It has been an eventful term for the U.S. Supreme Court, which has provided many closely decided cases and ended with the retirement of Justice Anthony Kennedy. For those interested in free speech and religious liberty, there have been plenty of decisions to keep track of and digest. Here is what you need to know.

Masterpiece Cakeshop v. Colorado Civil Rights Commission

The story is well-known. Jack Phillips, a Christian cake shop owner from Colorado, refused to create a cake for the same-sex “wedding” of two men. They filed a complaint with the Colorado Civil Rights Commission, which held that Mr. Phillips violated the state’s public accommodation laws. Much of the litigation centered around whether creating a wedding cake fell under the free expression protections of the First Amendment, but the Court punted on this argument, leaving it for a future case. Instead, the Court ruled for Mr. Phillips on two separate grounds.

First, the Commission did not employ religiously neutral standards when deciding Mr. Phillips case, and instead showed unwarranted hostility towards his Christian faith. One official on the Commission even referred to Mr. Phillips’ faith as “one of the most despicable pieces of rhetoric that people can use.”

Second, the Court found that the Commission had used different standards for different bakery owners. An individual named Bill Jack (no relation to Jack Phillips) went to several bakeries asking them to create a cake with a message critical of homosexuality derived from the Bible and was—unsurprisingly—refused service. When complaints were filed, the Commission found that bakeries can refuse to make a cake with a message they deem to be derogatory.

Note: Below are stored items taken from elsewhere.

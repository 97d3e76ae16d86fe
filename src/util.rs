use nalgebra as na;
use na::{matrix, vector, Matrix4, Vector3, Vector4};

use crate::error::RenderError;

// All matrices act on column vectors: v' = M * v. A vertex goes through
// viewport * projection * view * model, in that order of composition.

/// Transformation of a point to homogenous coordinates.
pub fn to_hom_point(v: Vector3<f32>) -> Vector4<f32> {
    return vector![v.x, v.y, v.z, 1.0];
}

/// Transformation of a point from homogenous coordinates, i.e. the perspective divide.
/// Fails when w is exactly zero, which happens only for geometry lying in the eye plane.
pub fn perspective_divide(v: Vector4<f32>) -> Result<Vector3<f32>, RenderError> {
    if v.w == 0.0 {
        return Err(RenderError::DegenerateW);
    }
    return Ok(vector![v.x / v.w, v.y / v.w, v.z / v.w]);
}

/// Normalization which refuses zero vectors instead of returning NaNs.
pub fn try_normalize(v: Vector3<f32>) -> Result<Vector3<f32>, RenderError> {
    let norm = v.norm();
    if norm == 0.0 {
        return Err(RenderError::ZeroVector);
    }
    return Ok(v / norm);
}

pub fn translation(tx: f32, ty: f32, tz: f32) -> Matrix4<f32> {
    return matrix![1.0, 0.0, 0.0, tx;
                   0.0, 1.0, 0.0, ty;
                   0.0, 0.0, 1.0, tz;
                   0.0, 0.0, 0.0, 1.0];
}

pub fn scaling(sx: f32, sy: f32, sz: f32) -> Matrix4<f32> {
    return matrix![sx,  0.0, 0.0, 0.0;
                   0.0, sy,  0.0, 0.0;
                   0.0, 0.0, sz,  0.0;
                   0.0, 0.0, 0.0, 1.0];
}

/// Right-handed view matrix: the eye ends up in the origin, looking down -z, with `up` projected
/// onto the +y axis.
pub fn look_at(eye: Vector3<f32>, center: Vector3<f32>, up: Vector3<f32>) -> Result<Matrix4<f32>, RenderError> {
    // New coordinate system around the camera position.
    let new_z = try_normalize(eye - center)?;
    let new_x = try_normalize(up.cross(&new_z))?;
    let new_y = new_z.cross(&new_x);
    return Ok(matrix![new_x.x, new_x.y, new_x.z, -new_x.dot(&eye);
                      new_y.x, new_y.y, new_y.z, -new_y.dot(&eye);
                      new_z.x, new_z.y, new_z.z, -new_z.dot(&eye);
                      0.0,     0.0,     0.0,     1.0]);
}

/// Right-handed perspective projection of a view volume `width` x `height` at the near plane.
/// Depth lands in [0, 1] after the divide, near plane at 0.
pub fn perspective(width: f32, height: f32, near: f32, far: f32) -> Matrix4<f32> {
    let range = far / (near - far);
    return matrix![2.0 * near / width, 0.0,                 0.0,   0.0;
                   0.0,                2.0 * near / height, 0.0,   0.0;
                   0.0,                0.0,                 range, near * range;
                   0.0,                0.0,                 -1.0,  0.0];
}

/// Right-handed orthographic projection, depth in [0, 1] with the near plane at 0.
pub fn orthographic(width: f32, height: f32, near: f32, far: f32) -> Matrix4<f32> {
    let range = 1.0 / (near - far);
    return matrix![2.0 / width, 0.0,          0.0,   0.0;
                   0.0,         2.0 / height, 0.0,   0.0;
                   0.0,         0.0,          range, near * range;
                   0.0,         0.0,          0.0,   1.0];
}

/// Maps normalized device coordinates to pixels. x and y go from [-1, 1] to [0, width] and
/// [0, height]; depth goes from [0, 1] to [depth, 0].
///
/// This flip is the one place where the depth convention is set: the larger the stored depth,
/// the nearer the surface. The rasterizer's depth test relies on it.
///
/// The z row stays in floats: vertex depths are interpolated unrounded and only the per-pixel
/// result is truncated to the 8-bit buffer.
pub fn viewport(width: u32, height: u32, depth: f32) -> Matrix4<f32> {
    let w = width as f32;
    let h = height as f32;
    return matrix![w / 2.0, 0.0,     0.0,    w / 2.0;
                   0.0,     h / 2.0, 0.0,    h / 2.0;
                   0.0,     0.0,     -depth, depth;
                   0.0,     0.0,     0.0,    1.0];
}
mod app;
mod canvas;
mod config;
mod error;
mod raster;
mod scene;
mod util;

use std::env;
use std::path::PathBuf;

use scene::shader::ShadingMode;

const USAGE: &str = "Usage: tiny_rasterizer [-c config.toml] [-o output.png] [-s shading] model.obj...";

/// Takes the value following a flag.
fn flag_value(args: &mut impl Iterator<Item = String>, flag: &str) -> Result<String, String> {
    return args.next().ok_or_else(|| format!("{} expects a value\n{}", flag, USAGE));
}

fn main() -> Result<(), Box<dyn std::error::Error>> {
    env_logger::Builder::from_env(env_logger::Env::default().default_filter_or("info")).init();

    // Default values.
    let mut config_path = None;
    let mut output = None;
    let mut shading = None;
    let mut mesh_paths = Vec::new();

    let mut args = env::args().skip(1);
    while let Some(arg) = args.next() {
        match arg.as_str() {
            "-c" => { config_path = Some(PathBuf::from(flag_value(&mut args, "-c")?)); }
            "-o" => { output = Some(PathBuf::from(flag_value(&mut args, "-o")?)); }
            "-s" => {
                let name = flag_value(&mut args, "-s")?;
                shading = Some(ShadingMode::from_name(&name).ok_or_else(|| format!("unknown shading mode {}", name))?);
            }
            _ => { mesh_paths.push(PathBuf::from(arg)); }
        }
    }
    if mesh_paths.is_empty() {
        return Err(USAGE.into());
    }

    let params = app::Params {
        config_path,
        output,
        shading,
        mesh_paths,
    };

    app::run(params)?;

    return Ok(());
}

The popular narrative is that this case was decided on narrow grounds and sets little precedent for future cases. However, Masterpiece has already proven to be more influential than that narrative suggests. Anti-religious animus by government officials is common in religious liberty cases, and there’s no better example than Arlene’s Flowers.

Arlene’s Flowers Inc. v. Washington

Similar to Jack Phillips, Barronelle Stutzman, a Washington florist, refused to offer her services for a same-sex wedding. However, in this case, when she refused to create a floral arrangement for a same-sex couple, it was not the couple who took action. Rather, the state’s attorney general, on his own initiative, filed a complaint against Ms. Stutzman, showing unusual hostility towards her religious beliefs. This led to the Washington Supreme Court holding that Ms. Stutzman engaged in unlawful discrimination. However, the U.S. Supreme Court vacated the decision and remanded it back to the state supreme court to consider the decision in light of Masterpiece.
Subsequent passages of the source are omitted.